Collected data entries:

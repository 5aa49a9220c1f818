// Configuration types module
// File-level settings and the dispatcher's runtime Config

use serde::Deserialize;
use std::time::Duration;

pub const DEFAULT_BASE_URL: &str = "/";
pub const DEFAULT_READ_TIMEOUT: Duration = Duration::from_secs(3);
pub const DEFAULT_WRITE_TIMEOUT: Duration = Duration::from_secs(10);

/// Settings loaded from `config.toml` and `SERVER__*` environment variables
#[derive(Debug, Deserialize, Clone)]
pub struct Settings {
    pub server: ListenConfig,
    pub dispatch: DispatchConfig,
    pub logging: LoggingConfig,
}

/// Listen address and runtime sizing
#[derive(Debug, Deserialize, Clone)]
pub struct ListenConfig {
    pub host: String,
    pub port: u16,
    pub workers: Option<usize>,
}

/// Dispatcher settings as written in the file (timeouts in seconds)
#[derive(Debug, Deserialize, Clone)]
pub struct DispatchConfig {
    pub base_url: String,
    pub read_timeout: u64,
    pub write_timeout: u64,
    pub keep_alive: bool,
}

/// Logging configuration
#[derive(Debug, Deserialize, Clone)]
pub struct LoggingConfig {
    pub level: String,
    pub access_log: bool,
    /// combined, common or json
    #[serde(default = "default_access_log_format")]
    pub access_log_format: String,
    /// Access log file path (stdout if not set)
    #[serde(default)]
    pub access_log_file: Option<String>,
    /// Error log file path (stderr if not set)
    #[serde(default)]
    pub error_log_file: Option<String>,
}

fn default_access_log_format() -> String {
    "combined".to_string()
}

impl Default for LoggingConfig {
    fn default() -> Self {
        Self {
            level: "info".to_string(),
            access_log: true,
            access_log_format: default_access_log_format(),
            access_log_file: None,
            error_log_file: None,
        }
    }
}

/// Server configuration owned by the server shell
///
/// Empty or zero fields mean "unset" and are filled in by
/// [`Config::with_defaults`] when the server is frozen.
#[derive(Debug, Clone, PartialEq, Eq)]
pub struct Config {
    pub base_url: String,
    pub read_timeout: Duration,
    pub write_timeout: Duration,
    pub keep_alive: bool,
}

impl Default for Config {
    fn default() -> Self {
        Self {
            base_url: String::new(),
            read_timeout: Duration::ZERO,
            write_timeout: Duration::ZERO,
            keep_alive: true,
        }
    }
}

impl Config {
    /// Fill every unset field with its default, each independently
    #[must_use]
    pub fn with_defaults(mut self) -> Self {
        self.base_url = if self.base_url.is_empty() {
            DEFAULT_BASE_URL.to_string()
        } else {
            normalize_base_url(&self.base_url)
        };
        if self.read_timeout.is_zero() {
            self.read_timeout = DEFAULT_READ_TIMEOUT;
        }
        if self.write_timeout.is_zero() {
            self.write_timeout = DEFAULT_WRITE_TIMEOUT;
        }
        self
    }
}

/// Normalize a base URL so it starts and ends with `/`
///
/// `"test"`, `"/test/"` and `"test/"` all become `"/test/"`; an empty or
/// all-slash input becomes `"/"`.
pub fn normalize_base_url(url: &str) -> String {
    let trimmed = url.trim_matches('/');
    if trimmed.is_empty() {
        "/".to_string()
    } else {
        format!("/{trimmed}/")
    }
}

#[cfg(test)]
mod tests {
    use super::*;

    #[test]
    fn test_normalize_base_url() {
        assert_eq!(normalize_base_url("test"), "/test/");
        assert_eq!(normalize_base_url("/test/"), "/test/");
        assert_eq!(normalize_base_url("test/"), "/test/");
        assert_eq!(normalize_base_url("/api/v1"), "/api/v1/");
        assert_eq!(normalize_base_url(""), "/");
        assert_eq!(normalize_base_url("///"), "/");
    }

    #[test]
    fn test_defaults_fill_unset_fields() {
        let cfg = Config::default().with_defaults();
        assert_eq!(cfg.base_url, "/");
        assert_eq!(cfg.read_timeout, DEFAULT_READ_TIMEOUT);
        assert_eq!(cfg.write_timeout, DEFAULT_WRITE_TIMEOUT);
    }

    #[test]
    fn test_defaults_are_independent() {
        let cfg = Config {
            base_url: "shop".to_string(),
            read_timeout: Duration::from_secs(7),
            ..Config::default()
        }
        .with_defaults();
        assert_eq!(cfg.base_url, "/shop/");
        assert_eq!(cfg.read_timeout, Duration::from_secs(7));
        assert_eq!(cfg.write_timeout, DEFAULT_WRITE_TIMEOUT);
    }
}
use async_trait::async_trait;
use std::collections::HashMap;
use tokio::sync::RwLock;

use crate::modules::chat::domain::{Message, SessionId};
use crate::modules::chat::ports::{MessageRepository, RepositoryError};

/// 内存消息仓储
///
/// 进程退出即丢失，用于测试和 `memory` 存储配置
pub struct InMemoryMessageRepository {
    /// 消息存储（按会话分组，按追加顺序）
    messages: RwLock<HashMap<SessionId, Vec<Message>>>,
}

impl InMemoryMessageRepository {
    pub fn new() -> Self {
        Self {
            messages: RwLock::new(HashMap::new()),
        }
    }
}

impl Default for InMemoryMessageRepository {
    fn default() -> Self {
        Self::new()
    }
}

#[async_trait]
impl MessageRepository for InMemoryMessageRepository {
    async fn append(&self, message: &Message) -> Result<(), RepositoryError> {
        let mut messages = self.messages.write().await;
        messages
            .entry(message.session_id().clone())
            .or_default()
            .push(message.clone());
        Ok(())
    }

    async fn load_recent(
        &self,
        session_id: &SessionId,
        limit: usize,
    ) -> Result<Vec<Message>, RepositoryError> {
        let messages = self.messages.read().await;

        Ok(messages
            .get(session_id)
            .map(|msgs| {
                let start = msgs.len().saturating_sub(limit);
                msgs[start..].to_vec()
            })
            .unwrap_or_default())
    }

    async fn count_by_session(&self, session_id: &SessionId) -> Result<usize, RepositoryError> {
        let messages = self.messages.read().await;

        Ok(messages.get(session_id).map(|msgs| msgs.len()).unwrap_or(0))
    }
}
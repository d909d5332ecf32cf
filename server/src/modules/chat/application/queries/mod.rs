// Chat Queries - 查询定义和处理器

mod list_messages;

pub use list_messages::*;
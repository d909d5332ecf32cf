// Health API

use axum::{extract::State, Json};
use serde::Serialize;

use crate::infrastructure::AppState;

#[derive(Debug, Serialize)]
pub struct HealthResponse {
    pub status: &'static str,
    /// `model` 或 `keyword`
    pub classifier: &'static str,
    /// `hosted` 或 `template`
    pub reply_generator: &'static str,
}

/// GET /health
pub async fn health(State(state): State<AppState>) -> Json<HealthResponse> {
    let classifier = if state.chat.classifier().has_model() {
        "model"
    } else {
        "keyword"
    };

    Json(HealthResponse {
        status: "ok",
        classifier,
        reply_generator: state.chat.reply_generator().kind(),
    })
}
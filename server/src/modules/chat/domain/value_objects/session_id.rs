use serde::{Deserialize, Serialize};
use std::fmt;
use thiserror::Error;

/// 会话 ID 最大长度（字符数）
pub const MAX_SESSION_ID_CHARS: usize = 128;

/// 未指定会话时使用的默认会话
pub const DEFAULT_SESSION_ID: &str = "default";

#[derive(Debug, Error, PartialEq, Eq)]
pub enum SessionIdError {
    #[error("session_id must not be empty")]
    Empty,

    #[error("session_id must be at most {max} characters")]
    TooLong { max: usize },
}

/// 会话唯一标识符
///
/// 值对象：由客户端提供，去除首尾空白后非空且长度受限
#[derive(Debug, Clone, PartialEq, Eq, Hash, Serialize, Deserialize)]
#[serde(transparent)]
pub struct SessionId(String);

impl SessionId {
    /// 从字符串解析
    pub fn parse(s: &str) -> Result<Self, SessionIdError> {
        let trimmed = s.trim();
        if trimmed.is_empty() {
            return Err(SessionIdError::Empty);
        }
        if trimmed.chars().count() > MAX_SESSION_ID_CHARS {
            return Err(SessionIdError::TooLong {
                max: MAX_SESSION_ID_CHARS,
            });
        }
        Ok(Self(trimmed.to_string()))
    }

    pub fn as_str(&self) -> &str {
        &self.0
    }
}

impl Default for SessionId {
    fn default() -> Self {
        Self(DEFAULT_SESSION_ID.to_string())
    }
}

impl fmt::Display for SessionId {
    fn fmt(&self, f: &mut fmt::Formatter<'_>) -> fmt::Result {
        f.write_str(&self.0)
    }
}
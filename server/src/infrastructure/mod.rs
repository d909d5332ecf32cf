// Application Infrastructure
//
// 应用级装配：全局状态与组件构建

mod state;

pub use state::*;
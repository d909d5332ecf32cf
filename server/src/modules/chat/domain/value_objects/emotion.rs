use serde::{Deserialize, Serialize};
use std::fmt;
use std::str::FromStr;

/// 情感类型
///
/// 值对象：全系统统一使用的规范情感标签
#[derive(Debug, Clone, Copy, PartialEq, Eq, PartialOrd, Ord, Hash, Serialize, Deserialize)]
#[serde(rename_all = "lowercase")]
pub enum Emotion {
    /// 悲伤
    Sad,
    /// 开心
    Happy,
    /// 愤怒
    Angry,
    /// 焦虑
    Anxious,
    /// 爱
    Love,
    /// 惊讶
    Surprised,
    /// 中性
    Neutral,
}

/// 模型标签归一化表，按顺序做子串匹配
static MODEL_LABEL_ALIASES: &[(&[&str], Emotion)] = &[
    (&["sad"], Emotion::Sad),
    (&["joy", "happy", "happiness"], Emotion::Happy),
    (&["anger", "angry"], Emotion::Angry),
    (&["fear", "anxious", "anxiety", "panic"], Emotion::Anxious),
    (&["love"], Emotion::Love),
    (&["surprise"], Emotion::Surprised),
];

/// 关键词降级检测表，顺序即优先级
static FALLBACK_KEYWORDS: &[(Emotion, &[&str])] = &[
    (Emotion::Sad, &["sad", "unhappy", "depressed", "cry", "lonely"]),
    (Emotion::Happy, &["happy", "glad", "awesome", "great", "joy"]),
    (Emotion::Angry, &["angry", "mad", "furious", "annoyed", "hate"]),
    (Emotion::Anxious, &["anxious", "scared", "nervous", "worried", "panic"]),
    (Emotion::Love, &["love", "luv"]),
    (
        Emotion::Surprised,
        &["surprised", "shocked", "astonished", "unexpected"],
    ),
];

impl Emotion {
    /// 获取所有可用的情感类型
    pub fn all() -> &'static [Emotion] {
        &[
            Emotion::Sad,
            Emotion::Happy,
            Emotion::Angry,
            Emotion::Anxious,
            Emotion::Love,
            Emotion::Surprised,
            Emotion::Neutral,
        ]
    }

    pub fn as_str(&self) -> &'static str {
        match self {
            Emotion::Sad => "sad",
            Emotion::Happy => "happy",
            Emotion::Angry => "angry",
            Emotion::Anxious => "anxious",
            Emotion::Love => "love",
            Emotion::Surprised => "surprised",
            Emotion::Neutral => "neutral",
        }
    }

    /// 将模型输出的标签（如 "sadness"、"joy"）归一化为规范标签
    ///
    /// 未识别的标签（如 "disgust"）归为 Neutral
    pub fn from_model_label(label: &str) -> Self {
        let label = label.to_lowercase();
        MODEL_LABEL_ALIASES
            .iter()
            .find(|(aliases, _)| aliases.iter().any(|alias| label.contains(alias)))
            .map(|(_, emotion)| *emotion)
            .unwrap_or(Emotion::Neutral)
    }

    /// 宽松解析：未知标签一律视为 Neutral
    pub fn from_label(label: &str) -> Self {
        label.parse().unwrap_or_default()
    }

    /// 关键词子串匹配检测情感（模型不可用时的降级路径）
    pub fn detect_from_text(text: &str) -> Self {
        let text_lower = text.to_lowercase();

        FALLBACK_KEYWORDS
            .iter()
            .find(|(_, keywords)| keywords.iter().any(|kw| text_lower.contains(kw)))
            .map(|(emotion, _)| *emotion)
            .unwrap_or(Emotion::Neutral)
    }

    /// 降级检测使用的关键词
    #[cfg(test)]
    pub fn fallback_keywords(&self) -> &'static [&'static str] {
        FALLBACK_KEYWORDS
            .iter()
            .find(|(emotion, _)| emotion == self)
            .map(|(_, keywords)| *keywords)
            .unwrap_or(&[])
    }
}

impl Default for Emotion {
    fn default() -> Self {
        Self::Neutral
    }
}

impl fmt::Display for Emotion {
    fn fmt(&self, f: &mut fmt::Formatter<'_>) -> fmt::Result {
        f.write_str(self.as_str())
    }
}

impl FromStr for Emotion {
    type Err = String;

    fn from_str(s: &str) -> Result<Self, Self::Err> {
        match s.trim().to_lowercase().as_str() {
            "sad" => Ok(Emotion::Sad),
            "happy" => Ok(Emotion::Happy),
            "angry" => Ok(Emotion::Angry),
            "anxious" => Ok(Emotion::Anxious),
            "love" => Ok(Emotion::Love),
            "surprised" => Ok(Emotion::Surprised),
            "neutral" => Ok(Emotion::Neutral),
            _ => Err(format!("Unknown emotion: {}", s)),
        }
    }
}

#[cfg(test)]
mod tests {
    use super::*;

    #[test]
    fn test_keyword_detection() {
        assert_eq!(
            Emotion::detect_from_text("I feel really sad and lonely today"),
            Emotion::Sad
        );
        assert_eq!(Emotion::detect_from_text("So GLAD it worked"), Emotion::Happy);
        assert_eq!(Emotion::detect_from_text("I am furious"), Emotion::Angry);
        assert_eq!(Emotion::detect_from_text("worried about exams"), Emotion::Anxious);
        assert_eq!(Emotion::detect_from_text("luv you"), Emotion::Love);
        assert_eq!(Emotion::detect_from_text("I was shocked"), Emotion::Surprised);
        assert_eq!(Emotion::detect_from_text("the bus is late"), Emotion::Neutral);
    }

    #[test]
    fn test_every_keyword_maps_to_its_category() {
        for emotion in Emotion::all() {
            for keyword in emotion.fallback_keywords() {
                let text = format!("well, {} it is", keyword);
                assert_eq!(
                    Emotion::detect_from_text(&text),
                    *emotion,
                    "keyword {:?}",
                    keyword
                );
            }
        }
    }

    #[test]
    fn test_keyword_priority_order() {
        // sad 优先于 happy
        assert_eq!(
            Emotion::detect_from_text("happy but also sad"),
            Emotion::Sad
        );
    }

    #[test]
    fn test_model_label_normalization() {
        assert_eq!(Emotion::from_model_label("sadness"), Emotion::Sad);
        assert_eq!(Emotion::from_model_label("JOY"), Emotion::Happy);
        assert_eq!(Emotion::from_model_label("anger"), Emotion::Angry);
        assert_eq!(Emotion::from_model_label("fear"), Emotion::Anxious);
        assert_eq!(Emotion::from_model_label("love"), Emotion::Love);
        assert_eq!(Emotion::from_model_label("surprise"), Emotion::Surprised);
        assert_eq!(Emotion::from_model_label("disgust"), Emotion::Neutral);
        assert_eq!(Emotion::from_model_label("neutral"), Emotion::Neutral);
    }

    #[test]
    fn test_lenient_label_parsing() {
        assert_eq!(Emotion::from_label("Anxious"), Emotion::Anxious);
        assert_eq!(Emotion::from_label("confused"), Emotion::Neutral);
        assert!("confused".parse::<Emotion>().is_err());
    }

    #[test]
    fn test_display_matches_serde() {
        for emotion in Emotion::all() {
            let json = serde_json::to_string(emotion).unwrap();
            assert_eq!(json, format!("\"{}\"", emotion));
        }
    }
}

Directions for this task: Show every line of the data that includes the string "msgs".

Task response:
            .map(|msgs| {
                let start = msgs.len().saturating_sub(limit);
                msgs[start..].to_vec()
        Ok(messages.get(session_id).map(|msgs| msgs.len()).unwrap_or(0))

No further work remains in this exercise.